L’Ukraine pilonnée la veille de Pâques, des représentants américains attendus

KYIV, Ukraine — Les forces russes en Ukraine ont tenté samedi de prendre d’assaut une aciérie abritant des soldats et des civils dans la ville méridionale de Marioupol dans le but d’écraser la dernière poche de résistance d’un lieu d’une valeur symbolique et stratégique profonde pour Moscou, ont déclaré des responsables ukrainiens.

Le président ukrainien Volodymyr Zelensky a quant à lui annoncé qu’il rencontrerait dimanche dans la capitale de son pays le secrétaire d’État américain, Antony Blinken, et le secrétaire américain à la Défense, Lloyd Austin. La Maison-Blanche a refusé de commenter.

S’exprimant lors d’une conférence de presse, M. Zelensky a donné peu de détails sur la logistique de la rencontre, mais a déclaré qu’il s’attendait à des résultats concrets — «pas seulement des cadeaux ou des gâteaux, nous attendons des choses spécifiques et des armes spécifiques».

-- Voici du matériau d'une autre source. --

#[cfg(test)]
mod tests {
    use super::*;
    use crate::error::{ErrorKind, InvalidStateError};

    const SLOT: SlotId = SlotId::new(1);

    fn t(v: u8) -> Tier {
        Tier::new(v).unwrap()
    }

    fn c(s: &str) -> ContainerNo {
        ContainerNo::parse(s).unwrap()
    }

    fn stack(cap: u8) -> SlotStack {
        SlotStack::new(SLOT, TierCapacity::new(cap).unwrap())
    }

    fn hold(container: Option<&str>) -> Transition {
        Transition::Hold {
            container_no: container.map(c),
            held_by: None,
            at: Timestamp::from_millis(1),
        }
    }

    fn confirm(container: &str) -> Transition {
        Transition::Confirm {
            container_no: c(container),
            at: Timestamp::from_millis(2),
        }
    }

    /// Applies a transition and keeps `idx` in sync, like the store does.
    fn run(
        s: &mut SlotStack,
        idx: &mut LocatorIndex,
        tier: u8,
        tr: Transition,
    ) -> Result<Placement, EngineError> {
        let (p, updates) = s.apply(t(tier), tr.source(), tr, idx)?;
        idx.apply_all(&updates);
        Ok(p)
    }

    #[test]
    fn test_pure_helpers_on_empty_and_full_stack() {
        let mut s = stack(2);
        let mut idx = LocatorIndex::new();
        assert_eq!(s.next_eligible_tier(), Some(t(1)));
        assert_eq!(s.height(), 0);
        assert!(top_of_stack(s.placements()).is_none());

        run(&mut s, &mut idx, 1, hold(None)).unwrap();
        run(&mut s, &mut idx, 2, hold(None)).unwrap();
        assert_eq!(s.next_eligible_tier(), None);
        assert_eq!(s.height(), 2);
        assert_eq!(top_of_stack(s.placements()).unwrap().tier(), t(2));
        assert!(is_contiguous(s.placements()));
    }

    #[test]
    fn test_is_contiguous_detects_floating_tier() {
        let mut placements: Vec<_> = (1..=3)
            .map(|v| Placement::empty(TierAddress::new(SLOT, t(v))))
            .collect();
        placements[1].set_held(None, None, Timestamp::default());
        assert!(!is_contiguous(&placements));
        assert_eq!(stack_height(&placements), 0);
        assert_eq!(next_eligible_tier(&placements), Some(t(1)));
    }

    #[test]
    fn test_hold_above_empty_tier_is_invalid() {
        let mut s = stack(3);
        let idx = LocatorIndex::new();
        let err = s
            .apply(t(2), PlacementStatus::Empty, hold(None), &idx)
            .unwrap_err();
        assert_eq!(
            err,
            EngineError::InvalidState(InvalidStateError::EmptyBelow {
                address: TierAddress::new(SLOT, t(2)),
                empty: t(1),
            })
        );
        assert!(s.placements().iter().all(Placement::is_empty));
    }

    #[test]
    fn test_cas_mismatch_is_conflict() {
        let mut s = stack(3);
        let mut idx = LocatorIndex::new();
        run(&mut s, &mut idx, 1, hold(None)).unwrap();
        let err = s
            .apply(t(1), PlacementStatus::Empty, hold(None), &idx)
            .unwrap_err();
        assert_eq!(err.kind(), ErrorKind::Conflict);
    }

    #[test]
    fn test_expected_must_match_transition_source() {
        let mut s = stack(3);
        let idx = LocatorIndex::new();
        let err = s
            .apply(t(1), PlacementStatus::Empty, confirm("C1"), &idx)
            .unwrap_err();
        assert_eq!(err.kind(), ErrorKind::InvalidState);
    }

    #[test]
    fn test_out_of_range_tier_is_not_found() {
        let mut s = stack(2);
        let idx = LocatorIndex::new();
        let err = s
            .apply(t(3), PlacementStatus::Empty, hold(None), &idx)
            .unwrap_err();
        assert_eq!(err.kind(), ErrorKind::NotFound);
    }

    #[test]
    fn test_confirm_binds_and_remove_unbinds() {
        let mut s = stack(3);
        let mut idx = LocatorIndex::new();
        run(&mut s, &mut idx, 1, hold(None)).unwrap();
        let p = run(&mut s, &mut idx, 1, confirm("C1")).unwrap();
        assert_eq!(p.status(), PlacementStatus::Occupied);
        assert_eq!(idx.get(&c("C1")), Some(TierAddress::new(SLOT, t(1))));

        let p = run(
            &mut s,
            &mut idx,
            1,
            Transition::Remove {
                container_no: c("C1"),
            },
        )
        .unwrap();
        assert!(p.is_empty());
        assert!(p.container_no().is_none());
        assert!(idx.is_empty());
    }

    #[test]
    fn test_confirm_rebinds_provisional_number() {
        let mut s = stack(3);
        let mut idx = LocatorIndex::new();
        run(&mut s, &mut idx, 1, hold(Some("PROV"))).unwrap();
        assert!(idx.contains(&c("PROV")));

        run(&mut s, &mut idx, 1, confirm("REAL")).unwrap();
        assert!(!idx.contains(&c("PROV")));
        assert_eq!(idx.get(&c("REAL")), Some(TierAddress::new(SLOT, t(1))));
    }

    #[test]
    fn test_duplicate_container_rejected_without_mutation() {
        let mut s = stack(3);
        let mut idx = LocatorIndex::new();
        run(&mut s, &mut idx, 1, hold(Some("C1"))).unwrap();
        run(&mut s, &mut idx, 2, hold(None)).unwrap();

        let err = run(&mut s, &mut idx, 2, confirm("C1")).unwrap_err();
        assert_eq!(err.kind(), ErrorKind::DuplicateContainer);
        assert_eq!(s.get(t(2)).unwrap().status(), PlacementStatus::Held);

        let err = run(&mut s, &mut idx, 3, hold(Some("C1"))).unwrap_err();
        assert_eq!(err.kind(), ErrorKind::DuplicateContainer);
        assert!(s.get(t(3)).unwrap().is_empty());
    }

    #[test]
    fn test_vacating_below_a_stack_is_blocked() {
        let mut s = stack(3);
        let mut idx = LocatorIndex::new();
        run(&mut s, &mut idx, 1, hold(None)).unwrap();
        run(&mut s, &mut idx, 1, confirm("LOW")).unwrap();
        run(&mut s, &mut idx, 2, hold(None)).unwrap();

        let err = run(
            &mut s,
            &mut idx,
            1,
            Transition::Remove {
                container_no: c("LOW"),
            },
        )
        .unwrap_err();
        assert_eq!(
            err,
            EngineError::BlockedByStack(BlockedByStackError::new(
                TierAddress::new(SLOT, t(1)),
                t(2)
            ))
        );
        assert!(idx.contains(&c("LOW")));
    }

    #[test]
    fn test_remove_with_wrong_container_is_conflict() {
        let mut s = stack(2);
        let mut idx = LocatorIndex::new();
        run(&mut s, &mut idx, 1, hold(None)).unwrap();
        run(&mut s, &mut idx, 1, confirm("A")).unwrap();
        let err = run(
            &mut s,
            &mut idx,
            1,
            Transition::Remove {
                container_no: c("B"),
            },
        )
        .unwrap_err();
        assert!(err.is_retryable());
    }

    #[test]
    fn test_touches_locator_only_when_a_number_is_involved() {
        let held = Placement::empty(TierAddress::new(SLOT, t(1)));
        assert!(!hold(None).touches_locator(&held));
        assert!(hold(Some("A")).touches_locator(&held));
        assert!(confirm("A").touches_locator(&held));
        assert!(!Transition::Release.touches_locator(&held));

        let mut s = stack(2);
        let mut idx = LocatorIndex::new();
        let p = run(&mut s, &mut idx, 1, hold(Some("PROV"))).unwrap();
        assert!(Transition::Release.touches_locator(&p));
        assert!(
            Transition::Remove {
                container_no: c("PROV")
            }
            .touches_locator(&p)
        );
    }
}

Ce serait le premier voyage américain de haut niveau à Kyiv depuis le début de la guerre le 24 février. Lors d’une visite en Pologne en mars, M. Blinken s’est brièvement rendu sur le sol ukrainien pour rencontrer le ministre des Affaires étrangères du pays. La dernière rencontre en personne de M. Zelensky avec un dirigeant américain a eu lieu le 19 février avec la vice-présidente Kamala Harris.

Attaques la veille de Pâques

Lors d’attaques à la veille de Pâques orthodoxe, les forces russes ont pilonné des villes et des villages du sud et de l’est de l’Ukraine.

Un bébé de 3 mois faisait partie des huit personnes tuées lorsque la Russie a tiré des missiles de croisière sur la ville portuaire d’Odessa au bord de la mer Noire, ont indiqué des responsables. Le président Zelensky a déclaré que 18 autres avaient été blessés.

«La guerre a commencé quand ce bébé avait un mois. Pouvez-vous imaginer ce qui se passe ? a dit M. Zelensky. Ce ne sont que des bâtards… Je n’ai pas d’autres mots pour ça, juste des bâtards.»

Le sort des Ukrainiens dans l’aciérie tentaculaire et assiégée de la ville balnéaire de Marioupol, où la Russie a affirmé que ses forces ont pris le reste de la ville, n’était pas immédiatement clair. Plus tôt samedi, une unité militaire ukrainienne a diffusé une vidéo qui aurait été prise deux jours plus tôt dans laquelle des femmes et des enfants enfermés sous terre, certains depuis deux mois, ont déclaré qu’ils aspiraient à voir le soleil.

«Nous voulons voir un ciel paisible, nous voulons respirer de l’air frais, a indiqué une femme dans la vidéo. Vous n’avez tout simplement aucune idée de ce que cela signifie pour nous de simplement manger, boire du thé sucré. Pour nous, c’est déjà le bonheur.»

Dans le Donbass

La Russie a déclaré avoir pris le contrôle de plusieurs villages ailleurs dans la région orientale du Donbass et détruit 11 cibles militaires ukrainiennes du jour au lendemain, dont trois entrepôts d’artillerie. Les attaques russes ont également frappé des zones peuplées.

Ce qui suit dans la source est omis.